Downregulation of Hsp90 function by treatment with NCT-50. (a,b) H1299 and H460 cells were treated with NCT-50 for 24 h under hypoxic (a) or normoxic (b) conditions. The level of Hsp90 client proteins such as HIF-1α (a), EGFR, IGF1R, Akt, and MEK1/2 (b) was determined by Western blot analysis. (c,d) H1299 and H460 cells were treated with NCT-50 for 24 h. The mRNA expression of HIF-1α target genes (VEGF, TGFB3, and PDGFB) (c) or non-HIF-1α target genes (DDIT3, PPP1R15A, and TRIB3) (d) were determined by real-time PCR analysis. (e,f) HUVECs were treated with CM obtained from NSCLC cells treated with vehicle or NCT-50 (5 or 10 μM).

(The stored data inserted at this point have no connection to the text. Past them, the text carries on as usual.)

//! Canonical ordering and drag reordering of session entries.

use std::cmp::Ordering;

use crate::model::{OutputDirectory, VideoEntry};
use crate::{NamingError, Result};

/// Numbering group for an entry: `Season_<N>`, `Special` or `Extra`.
pub fn group_key(entry: &VideoEntry) -> String {
    match entry.output_directory {
        OutputDirectory::Season => format!("Season_{}", entry.season_number),
        OutputDirectory::Special => "Special".to_string(),
        OutputDirectory::Extra => "Extra".to_string(),
    }
}

fn canonical_cmp(a: &VideoEntry, b: &VideoEntry) -> Ordering {
    a.output_directory
        .rank()
        .cmp(&b.output_directory.rank())
        .then_with(|| match (a.output_directory, b.output_directory) {
            (OutputDirectory::Season, OutputDirectory::Season) => {
                a.season_number.cmp(&b.season_number)
            }
            _ => Ordering::Equal,
        })
        .then_with(|| a.position.cmp(&b.position))
}

/// Sort into display order: seasons (ascending), specials, extras; by
/// position within each group. The sort is stable.
pub fn sort_entries(entries: &mut [VideoEntry]) {
    entries.sort_by(canonical_cmp);
}

/// Move the entry at `from` to index `to`, renumber positions of the moved
/// entry's group in the new order, and re-sort.
///
/// Entries in other groups keep their positions.
pub fn move_entry(entries: &mut Vec<VideoEntry>, from: usize, to: usize) -> Result<()> {
    let len = entries.len();
    if from >= len {
        return Err(NamingError::IndexOutOfBounds { index: from, len });
    }
    if to >= len {
        return Err(NamingError::IndexOutOfBounds { index: to, len });
    }
    if from == to {
        return Ok(());
    }

    let moved = entries.remove(from);
    let key = group_key(&moved);
    entries.insert(to, moved);

    let mut next = 0;
    for entry in entries.iter_mut().filter(|e| group_key(e) == key) {
        entry.position = next;
        next += 1;
    }

    sort_entries(entries);
    Ok(())
}

#[cfg(test)]
mod tests {
    use super::*;
    use crate::model::FileInfo;

    fn file(name: &str) -> FileInfo {
        FileInfo::new(format!("/p/{name}"), name)
    }

    #[test]
    fn test_group_key() {
        assert_eq!(group_key(&VideoEntry::season(file("a.mkv"), 3, 0)), "Season_3");
        assert_eq!(group_key(&VideoEntry::special(file("a.mkv"), 0)), "Special");
        assert_eq!(group_key(&VideoEntry::extra(file("a.mkv"), 0)), "Extra");
    }

    #[test]
    fn test_sort_is_independent_of_input_order() {
        let a = VideoEntry::extra(file("x.mkv"), 0);
        let b = VideoEntry::special(file("s.mkv"), 0);
        let c = VideoEntry::season(file("s2.mkv"), 2, 0);
        let d = VideoEntry::season(file("s1b.mkv"), 1, 1);
        let e = VideoEntry::season(file("s1a.mkv"), 1, 0);

        let mut first = vec![a.clone(), b.clone(), c.clone(), d.clone(), e.clone()];
        let mut second = vec![e, c, a, d, b];
        sort_entries(&mut first);
        sort_entries(&mut second);
        assert_eq!(first, second);

        let names: Vec<&str> = first.iter().map(|e| e.file.name.as_str()).collect();
        assert_eq!(names, vec!["s1a.mkv", "s1b.mkv", "s2.mkv", "s.mkv", "x.mkv"]);
    }

    #[test]
    fn test_move_renumbers_only_moved_group() {
        let mut entries = vec![
            VideoEntry::season(file("a.mkv"), 1, 0),
            VideoEntry::season(file("b.mkv"), 1, 1),
            VideoEntry::season(file("c.mkv"), 1, 2),
            VideoEntry::special(file("s.mkv"), 7),
            VideoEntry::extra(file("x.mkv"), 5),
            VideoEntry::extra(file("y.mkv"), 9),
        ];

        move_entry(&mut entries, 2, 0).unwrap();

        let names: Vec<&str> = entries.iter().map(|e| e.file.name.as_str()).collect();
        assert_eq!(names, vec!["c.mkv", "a.mkv", "b.mkv", "s.mkv", "x.mkv", "y.mkv"]);
        let positions: Vec<u32> = entries.iter().map(|e| e.position).collect();
        assert_eq!(positions, vec![0, 1, 2, 7, 5, 9]);
    }

    #[test]
    fn test_move_across_group_boundary_keeps_group() {
        let mut entries = vec![
            VideoEntry::season(file("a.mkv"), 1, 0),
            VideoEntry::season(file("b.mkv"), 1, 1),
            VideoEntry::special(file("s.mkv"), 0),
        ];

        // Dropping a season entry after the special still leaves it a
        // season entry; it becomes the last of its group.
        move_entry(&mut entries, 0, 2).unwrap();

        let names: Vec<&str> = entries.iter().map(|e| e.file.name.as_str()).collect();
        assert_eq!(names, vec!["b.mkv", "a.mkv", "s.mkv"]);
        assert_eq!(entries[2].position, 0);
    }

    #[test]
    fn test_move_out_of_bounds() {
        let mut entries = vec![VideoEntry::season(file("a.mkv"), 1, 0)];
        assert_eq!(
            move_entry(&mut entries, 0, 3),
            Err(NamingError::IndexOutOfBounds { index: 3, len: 1 })
        );
    }
}
//! Media preview streaming.
//!
//! Files are addressed by their URL-safe encoded absolute path and must live
//! under the configured input root.
//!
//! # Routes
//!
//! - `GET /api/stream/{encoded_path}[?t=<seconds>][&transcode=true]`
//!
//! Browser-playable containers are served raw with `Range` support.
//! Everything else (or any request with `transcode=true`) is piped through
//! ffmpeg as fragmented MP4, optionally starting at `t` seconds.

mod media;
pub mod plan;
pub mod range;
pub mod transcode;

pub use media::{stream_media, StreamQuery};
pub use plan::{content_type_for, needs_transcode, plan, StreamPlan, StreamRequest};
pub use range::{parse_range, ByteRange, RangeError};
pub use transcode::{TranscodeStream, Transcoder};

use axum::{routing::get, Router};

use crate::server::AppContext;

/// Create the media streaming router.
pub fn stream_router() -> Router<AppContext> {
    Router::new().route("/:encoded_path", get(stream_media))
}
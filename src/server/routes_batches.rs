use crate::server::error::{json_body, AppError};
use crate::server::AppContext;
use axum::{
    extract::{rejection::JsonRejection, Path, Query, State},
    response::IntoResponse,
    routing::{get, post},
    Json, Router,
};
use mediasort_common::{BatchId, Error};
use mediasort_db::models::{BatchStatus, BatchUpdate};
use mediasort_naming::{Assignment, QueuedItem, VideoEntry};
use serde::Deserialize;
use serde_json::json;

pub fn batch_routes() -> Router<AppContext> {
    Router::new()
        .route("/batches", get(list_batches).post(create_batch))
        .route("/batches/from-entries", post(create_batch_from_entries))
        .route(
            "/batches/:id",
            get(get_batch).patch(update_batch).delete(delete_batch),
        )
        .route("/batches/:id/republish", post(republish_batch))
}

/// Unwrap a JSON body, reporting any rejection as a 400.
fn parse_id(id: &str) -> Result<BatchId, AppError> {
    Ok(id.parse::<BatchId>()?)
}

#[derive(Debug, Deserialize)]
struct CreateBatchRequest {
    directory: Option<String>,
    assignments: Option<Vec<QueuedItem>>,
}

async fn create_batch(
    State(ctx): State<AppContext>,
    payload: Result<Json<CreateBatchRequest>, JsonRejection>,
) -> Result<impl IntoResponse, AppError> {
    let req = json_body(payload)?;
    let (Some(directory), Some(assignments)) = (req.directory, req.assignments) else {
        return Err(Error::validation("Missing directory or assignments").into());
    };

    let batch = ctx.queue.submit(&directory, assignments).await?;
    Ok(Json(json!({ "success": true, "id": batch.id })))
}

#[derive(Debug, Deserialize)]
struct CreateFromEntriesRequest {
    directory: Option<String>,
    series: Option<String>,
    entries: Option<Vec<VideoEntry>>,
}

async fn create_batch_from_entries(
    State(ctx): State<AppContext>,
    payload: Result<Json<CreateFromEntriesRequest>, JsonRejection>,
) -> Result<impl IntoResponse, AppError> {
    let req = json_body(payload)?;
    let (Some(directory), Some(entries)) = (req.directory, req.entries) else {
        return Err(Error::validation("Missing directory or entries").into());
    };

    let batch = ctx
        .queue
        .submit_entries(&directory, req.series.as_deref(), &entries)
        .await?;
    Ok(Json(json!({ "success": true, "id": batch.id })))
}

#[derive(Debug, Deserialize)]
struct ListBatchesQuery {
    status: Option<String>,
    limit: Option<usize>,
}

async fn list_batches(
    State(ctx): State<AppContext>,
    Query(params): Query<ListBatchesQuery>,
) -> Result<impl IntoResponse, AppError> {
    let status = params
        .status
        .as_deref()
        .filter(|s| !s.is_empty())
        .map(|s| s.parse::<BatchStatus>())
        .transpose()?;

    let batches = ctx.queue.list(status, params.limit).await?;
    Ok(Json(json!({ "batches": batches })))
}

async fn get_batch(
    State(ctx): State<AppContext>,
    Path(id): Path<String>,
) -> Result<impl IntoResponse, AppError> {
    let batch = ctx.queue.get(parse_id(&id)?).await?;
    let assignments: Vec<&Assignment> = batch.items.iter().map(|i| &i.assignment).collect();
    Ok(Json(json!({ "batch": batch, "assignments": assignments })))
}

async fn update_batch(
    State(ctx): State<AppContext>,
    Path(id): Path<String>,
    payload: Result<Json<BatchUpdate>, JsonRejection>,
) -> Result<impl IntoResponse, AppError> {
    let id = parse_id(&id)?;
    let update = json_body(payload)?;
    ctx.queue.update(id, update).await?;
    Ok(Json(json!({ "success": true })))
}

async fn delete_batch(
    State(ctx): State<AppContext>,
    Path(id): Path<String>,
) -> Result<impl IntoResponse, AppError> {
    ctx.queue.delete(parse_id(&id)?).await?;
    Ok(Json(json!({ "success": true })))
}

async fn republish_batch(
    State(ctx): State<AppContext>,
    Path(id): Path<String>,
) -> Result<impl IntoResponse, AppError> {
    ctx.queue.republish(parse_id(&id)?).await?;
    Ok(Json(json!({ "success": true })))
}
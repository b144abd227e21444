//! Batch query operations.
//!
//! Items are stored as a JSON array in a single column; the batch is always
//! read and written as a whole.

use chrono::{DateTime, SecondsFormat, SubsecRound, Utc};
use mediasort_common::{BatchId, Error, Result};
use mediasort_naming::QueuedItem;
use rusqlite::types::Type;
use rusqlite::{params, Connection, Row};

use crate::models::{BatchStatus, BatchUpdate, SeriesBatch};

const BATCH_COLUMNS: &str = "id, directory, items, status, created_at";

/// Default page size for [`list_batches`].
pub const DEFAULT_LIST_LIMIT: usize = 50;

fn timestamp(dt: &DateTime<Utc>) -> String {
    dt.to_rfc3339_opts(SecondsFormat::Micros, true)
}

fn conversion_error(idx: usize, err: impl std::error::Error + Send + Sync + 'static) -> rusqlite::Error {
    rusqlite::Error::FromSqlConversionFailure(idx, Type::Text, Box::new(err))
}

fn parse_status(idx: usize, status: &str) -> rusqlite::Result<BatchStatus> {
    status.parse().map_err(|e| conversion_error(idx, e))
}

fn row_to_batch(row: &Row) -> rusqlite::Result<SeriesBatch> {
    let id: String = row.get(0)?;
    let items: String = row.get(2)?;
    let status: String = row.get(3)?;
    let created_at: String = row.get(4)?;

    Ok(SeriesBatch {
        id: id
            .parse::<BatchId>()
            .map_err(|e| conversion_error(0, e))?,
        directory: row.get(1)?,
        items: serde_json::from_str(&items).map_err(|e| conversion_error(2, e))?,
        status: parse_status(3, &status)?,
        created_at: DateTime::parse_from_rfc3339(&created_at)
            .map(|dt| dt.with_timezone(&Utc))
            .map_err(|e| conversion_error(4, e))?,
    })
}

fn encode_items(items: &[QueuedItem]) -> Result<String> {
    serde_json::to_string(items).map_err(|e| Error::internal(format!("Failed to encode items: {e}")))
}

/// Store a new batch with status `queued`.
pub fn create_batch(conn: &Connection, directory: &str, items: Vec<QueuedItem>) -> Result<SeriesBatch> {
    let batch = SeriesBatch {
        id: BatchId::new(),
        directory: directory.to_string(),
        items,
        status: BatchStatus::Queued,
        // Stored with microsecond precision.
        created_at: Utc::now().trunc_subsecs(6),
    };

    conn.execute(
        "INSERT INTO batches (id, directory, items, status, created_at) VALUES (?, ?, ?, ?, ?)",
        params![
            batch.id.to_string(),
            &batch.directory,
            encode_items(&batch.items)?,
            batch.status.to_string(),
            timestamp(&batch.created_at),
        ],
    )
    .map_err(|e| Error::database(e.to_string()))?;

    Ok(batch)
}

/// Get a batch by ID.
pub fn get_batch(conn: &Connection, id: BatchId) -> Result<SeriesBatch> {
    conn.query_row(
        &format!("SELECT {BATCH_COLUMNS} FROM batches WHERE id = ?"),
        [id.to_string()],
        row_to_batch,
    )
    .map_err(|e| match e {
        rusqlite::Error::QueryReturnedNoRows => Error::not_found("batch", id),
        _ => Error::database(e.to_string()),
    })
}

/// List batches newest first, optionally filtered by status.
pub fn list_batches(
    conn: &Connection,
    status: Option<BatchStatus>,
    limit: usize,
) -> Result<Vec<SeriesBatch>> {
    let limit = limit as i64;
    let result = match status {
        Some(status) => {
            let mut stmt = conn
                .prepare(&format!(
                    "SELECT {BATCH_COLUMNS} FROM batches WHERE status = ?
                     ORDER BY created_at DESC, rowid DESC LIMIT ?"
                ))
                .map_err(|e| Error::database(e.to_string()))?;
            let rows = stmt
                .query_map(params![status.to_string(), limit], row_to_batch)
                .map_err(|e| Error::database(e.to_string()))?;
            rows.collect::<rusqlite::Result<Vec<_>>>()
        }
        None => {
            let mut stmt = conn
                .prepare(&format!(
                    "SELECT {BATCH_COLUMNS} FROM batches
                     ORDER BY created_at DESC, rowid DESC LIMIT ?"
                ))
                .map_err(|e| Error::database(e.to_string()))?;
            let rows = stmt
                .query_map([limit], row_to_batch)
                .map_err(|e| Error::database(e.to_string()))?;
            rows.collect::<rusqlite::Result<Vec<_>>>()
        }
    };

    result.map_err(|e| Error::database(e.to_string()))
}

/// Apply a partial update and return the stored batch.
pub fn update_batch(conn: &Connection, id: BatchId, update: &BatchUpdate) -> Result<SeriesBatch> {
    if update.is_empty() {
        return get_batch(conn, id);
    }

    let items = update.items.as_deref().map(encode_items).transpose()?;
    let status = update.status.map(|s| s.to_string());

    let changed = conn
        .execute(
            "UPDATE batches SET
                directory = COALESCE(?, directory),
                items = COALESCE(?, items),
                status = COALESCE(?, status)
             WHERE id = ?",
            params![update.directory, items, status, id.to_string()],
        )
        .map_err(|e| Error::database(e.to_string()))?;

    if changed == 0 {
        return Err(Error::not_found("batch", id));
    }

    get_batch(conn, id)
}

/// Delete a batch.
pub fn delete_batch(conn: &Connection, id: BatchId) -> Result<()> {
    let changed = conn
        .execute("DELETE FROM batches WHERE id = ?", [id.to_string()])
        .map_err(|e| Error::database(e.to_string()))?;

    if changed == 0 {
        return Err(Error::not_found("batch", id));
    }
    Ok(())
}

/// Count stored batches per status.
pub fn count_by_status(conn: &Connection) -> Result<Vec<(BatchStatus, i64)>> {
    let mut stmt = conn
        .prepare("SELECT status, COUNT(*) FROM batches GROUP BY status ORDER BY status")
        .map_err(|e| Error::database(e.to_string()))?;
    let rows = stmt
        .query_map([], |row| {
            let status: String = row.get(0)?;
            Ok((parse_status(0, &status)?, row.get(1)?))
        })
        .map_err(|e| Error::database(e.to_string()))?;

    rows.collect::<rusqlite::Result<Vec<_>>>()
        .map_err(|e| Error::database(e.to_string()))
}
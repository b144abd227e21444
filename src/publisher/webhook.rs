use anyhow::Result;
use async_trait::async_trait;
use reqwest::Client;
use std::time::Duration;

use super::{BatchPublisher, BatchQueuedMessage};

/// POSTs each notification as JSON to a fixed URL.
pub struct WebhookPublisher {
    client: Client,
    url: String,
    topic: String,
}

impl WebhookPublisher {
    pub fn new(url: &str, topic: String, timeout: Duration) -> Self {
        let client = Client::builder()
            .timeout(timeout)
            .build()
            .unwrap_or_else(|e| {
                tracing::warn!("Failed to build HTTP client: {}", e);
                Client::new()
            });

        Self {
            client,
            url: url.to_string(),
            topic,
        }
    }

    pub fn url(&self) -> &str {
        &self.url
    }
}

#[async_trait]
impl BatchPublisher for WebhookPublisher {
    fn name(&self) -> &'static str {
        "webhook"
    }

    async fn publish(&self, message: &BatchQueuedMessage) -> Result<()> {
        let response = self
            .client
            .post(&self.url)
            .header("X-Topic", &self.topic)
            .json(message)
            .send()
            .await?;

        if !response.status().is_success() {
            let status = response.status();
            let body = response.text().await.unwrap_or_default();
            anyhow::bail!("Webhook delivery failed ({}): {}", status, body);
        }

        tracing::debug!(batch_id = %message.id, url = %self.url, "Webhook delivered");
        Ok(())
    }
}

#[cfg(test)]
mod tests {
    use super::*;
    use mediasort_common::BatchId;
    use wiremock::matchers::{body_json, header, method, path};
    use wiremock::{Mock, MockServer, ResponseTemplate};

    fn publisher(server: &MockServer) -> WebhookPublisher {
        WebhookPublisher::new(
            &format!("{}/hooks/batches", server.uri()),
            "batches.queued".into(),
            Duration::from_secs(5),
        )
    }

    #[tokio::test]
    async fn test_posts_message_with_topic() {
        let server = MockServer::start().await;
        let message = BatchQueuedMessage::new(BatchId::new(), "Show");

        Mock::given(method("POST"))
            .and(path("/hooks/batches"))
            .and(header("X-Topic", "batches.queued"))
            .and(body_json(&message))
            .respond_with(ResponseTemplate::new(202))
            .expect(1)
            .mount(&server)
            .await;

        publisher(&server).publish(&message).await.unwrap();
    }

    #[tokio::test]
    async fn test_error_status_fails() {
        let server = MockServer::start().await;
        Mock::given(method("POST"))
            .respond_with(ResponseTemplate::new(500).set_body_string("broker down"))
            .mount(&server)
            .await;

        let err = publisher(&server)
            .publish(&BatchQueuedMessage::new(BatchId::new(), "Show"))
            .await
            .unwrap_err();
        assert!(err.to_string().contains("broker down"));
    }
}
//! Mediasort-Common: Shared types, constants, and utilities.
//!
//! This crate provides common functionality used across mediasort:
//!
//! - **Typed IDs**: [`BatchId`] wraps the UUID used as a queued batch identifier
//! - **Path Utilities**: video extension checks, URL-safe path tokens, and
//!   root containment checks used before any file is streamed
//! - **Error Handling**: Common error type with HTTP status mapping
//!
//! # Examples
//!
//! ```
//! use mediasort_common::paths::{decode_path, encode_path, is_within_root};
//! use std::path::Path;
//!
//! let token = encode_path("/srv/pending/Show/ep1.mkv");
//! assert_eq!(decode_path(&token).unwrap(), "/srv/pending/Show/ep1.mkv");
//!
//! assert!(is_within_root(Path::new("/srv/pending/Show"), Path::new("/srv/pending")));
//! assert!(!is_within_root(Path::new("/srv/pending/../etc"), Path::new("/srv/pending")));
//! ```

pub mod error;
pub mod ids;
pub mod paths;

pub use error::{Error, Result};
pub use ids::BatchId;
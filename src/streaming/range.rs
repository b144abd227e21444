//! HTTP `Range` header parsing.
//!
//! Supported forms, all against a known resource length:
//! - `bytes=0-499`
//! - `bytes=500-` (to the end)
//! - `bytes=-500` (last 500 bytes)
//!
//! Out-of-bounds ranges are rejected rather than clamped. Requests with
//! several ranges are rejected too.

use mediasort_common::Error;

/// Inclusive byte interval `[start, end]`.
#[derive(Debug, Clone, Copy, PartialEq, Eq)]
pub struct ByteRange {
    pub start: u64,
    pub end: u64,
}

impl ByteRange {
    /// Number of bytes covered.
    pub fn len(&self) -> u64 {
        self.end - self.start + 1
    }

    pub fn is_empty(&self) -> bool {
        false
    }

    /// `Content-Range` value for this interval.
    pub fn content_range(&self, total_size: u64) -> String {
        format!("bytes {}-{}/{}", self.start, self.end, total_size)
    }
}

#[derive(Debug, Clone, PartialEq, Eq, thiserror::Error)]
pub enum RangeError {
    #[error("range unit must be bytes")]
    UnsupportedUnit,

    #[error("multiple ranges are not supported")]
    MultipleRanges,

    #[error("malformed range: {0}")]
    Malformed(String),

    #[error("invalid suffix length: {0}")]
    InvalidSuffix(String),

    #[error("resource is empty")]
    EmptyResource,

    #[error("range {start}-{end} is outside 0-{last}")]
    OutOfBounds { start: u64, end: u64, last: u64 },

    #[error("range start {start} is after end {end}")]
    Inverted { start: u64, end: u64 },
}

impl From<RangeError> for Error {
    fn from(e: RangeError) -> Self {
        Error::range(e.to_string())
    }
}

/// Parse a `Range` header value against a resource of `total_size` bytes.
pub fn parse_range(header: &str, total_size: u64) -> Result<ByteRange, RangeError> {
    let spec = header
        .trim()
        .strip_prefix("bytes=")
        .ok_or(RangeError::UnsupportedUnit)?;

    if spec.contains(',') {
        return Err(RangeError::MultipleRanges);
    }
    if total_size == 0 {
        return Err(RangeError::EmptyResource);
    }

    let (start, end) = spec
        .split_once('-')
        .ok_or_else(|| RangeError::Malformed(spec.to_string()))?;
    let (start, end) = (start.trim(), end.trim());
    let last = total_size - 1;

    if start.is_empty() {
        let suffix =
            parse_digits(end).ok_or_else(|| RangeError::InvalidSuffix(end.to_string()))?;
        if suffix == 0 {
            return Err(RangeError::InvalidSuffix(end.to_string()));
        }
        return Ok(ByteRange {
            start: total_size.saturating_sub(suffix),
            end: last,
        });
    }

    let start = parse_digits(start).ok_or_else(|| RangeError::Malformed(spec.to_string()))?;
    let end = if end.is_empty() {
        last
    } else {
        parse_digits(end).ok_or_else(|| RangeError::Malformed(spec.to_string()))?
    };

    if end > last {
        return Err(RangeError::OutOfBounds { start, end, last });
    }
    if start > end {
        return Err(RangeError::Inverted { start, end });
    }

    Ok(ByteRange { start, end })
}

/// Byte positions are bare ASCII digits; `u64::from_str` alone would also
/// take a leading `+`.
fn parse_digits(s: &str) -> Option<u64> {
    if s.is_empty() || !s.bytes().all(|b| b.is_ascii_digit()) {
        return None;
    }
    s.parse().ok()
}

#[cfg(test)]
mod tests {
    use super::*;
    use assert_matches::assert_matches;

    #[test]
    fn test_exact_range() {
        let range = parse_range("bytes=0-499", 1000).unwrap();
        assert_eq!(range, ByteRange { start: 0, end: 499 });
        assert_eq!(range.len(), 500);
        assert_eq!(range.content_range(1000), "bytes 0-499/1000");
    }

    #[test]
    fn test_open_ended_range() {
        let range = parse_range("bytes=500-", 1000).unwrap();
        assert_eq!(range, ByteRange { start: 500, end: 999 });
        assert_eq!(range.len(), 500);
    }

    #[test]
    fn test_suffix_range() {
        assert_eq!(
            parse_range("bytes=-200", 1000).unwrap(),
            ByteRange { start: 800, end: 999 }
        );
        // Suffix longer than the file covers the whole file.
        assert_eq!(
            parse_range("bytes=-5000", 1000).unwrap(),
            ByteRange { start: 0, end: 999 }
        );
    }

    #[test]
    fn test_single_byte_ranges() {
        assert_eq!(parse_range("bytes=999-999", 1000).unwrap().len(), 1);
        assert_eq!(parse_range("bytes=0-0", 1).unwrap().len(), 1);
    }

    #[test]
    fn test_out_of_bounds_not_clamped() {
        assert_matches!(
            parse_range("bytes=0-1000", 1000),
            Err(RangeError::OutOfBounds { end: 1000, last: 999, .. })
        );
        assert_matches!(
            parse_range("bytes=1000-", 1000),
            Err(RangeError::Inverted { .. })
        );
    }

    #[test]
    fn test_inverted_range() {
        assert_matches!(
            parse_range("bytes=500-100", 1000),
            Err(RangeError::Inverted { start: 500, end: 100 })
        );
    }

    #[test]
    fn test_invalid_suffix() {
        assert_matches!(parse_range("bytes=-0", 1000), Err(RangeError::InvalidSuffix(_)));
        assert_matches!(parse_range("bytes=-abc", 1000), Err(RangeError::InvalidSuffix(_)));
        assert_matches!(parse_range("bytes=--5", 1000), Err(RangeError::InvalidSuffix(_)));
        assert_matches!(parse_range("bytes=-", 1000), Err(RangeError::InvalidSuffix(_)));
        assert_matches!(parse_range("bytes=-+5", 100), Err(RangeError::InvalidSuffix(_)));
    }

    #[test]
    fn test_malformed() {
        assert_matches!(parse_range("bytes=abc-10", 1000), Err(RangeError::Malformed(_)));
        assert_matches!(parse_range("bytes=10-x", 1000), Err(RangeError::Malformed(_)));
        assert_matches!(parse_range("bytes=10", 1000), Err(RangeError::Malformed(_)));
        assert_matches!(parse_range("bytes=+5-10", 1000), Err(RangeError::Malformed(_)));
        assert_matches!(parse_range("bytes=5-+10", 1000), Err(RangeError::Malformed(_)));
        assert_matches!(parse_range("bytes=0x1-10", 1000), Err(RangeError::Malformed(_)));
    }

    #[test]
    fn test_unit_and_multi_range() {
        assert_matches!(parse_range("items=0-5", 1000), Err(RangeError::UnsupportedUnit));
        assert_matches!(parse_range("0-5", 1000), Err(RangeError::UnsupportedUnit));
        assert_matches!(
            parse_range("bytes=0-5,10-20", 1000),
            Err(RangeError::MultipleRanges)
        );
    }

    #[test]
    fn test_empty_resource() {
        assert_matches!(parse_range("bytes=0-", 0), Err(RangeError::EmptyResource));
        assert_matches!(parse_range("bytes=-10", 0), Err(RangeError::EmptyResource));
    }

    #[test]
    fn test_converts_to_416() {
        let err: Error = RangeError::MultipleRanges.into();
        assert_eq!(err.http_status(), 416);
    }
}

The proliferation (e) and tube formation (f) of HUVECs were determined as described in Methods. (g) H460 cells were treated with NCT-50, ganetespib (Gane) or PU-H71 (PU) for 24 h under hypoxic conditions. The level of HIF-1α expression was determined by Western blot analysis. The bars represent the mean ± SD. ^*P < 0.05, ^**P < 0.01, and ^***P < 0.001 by Student’s t-test compared with vehicle-treated control group.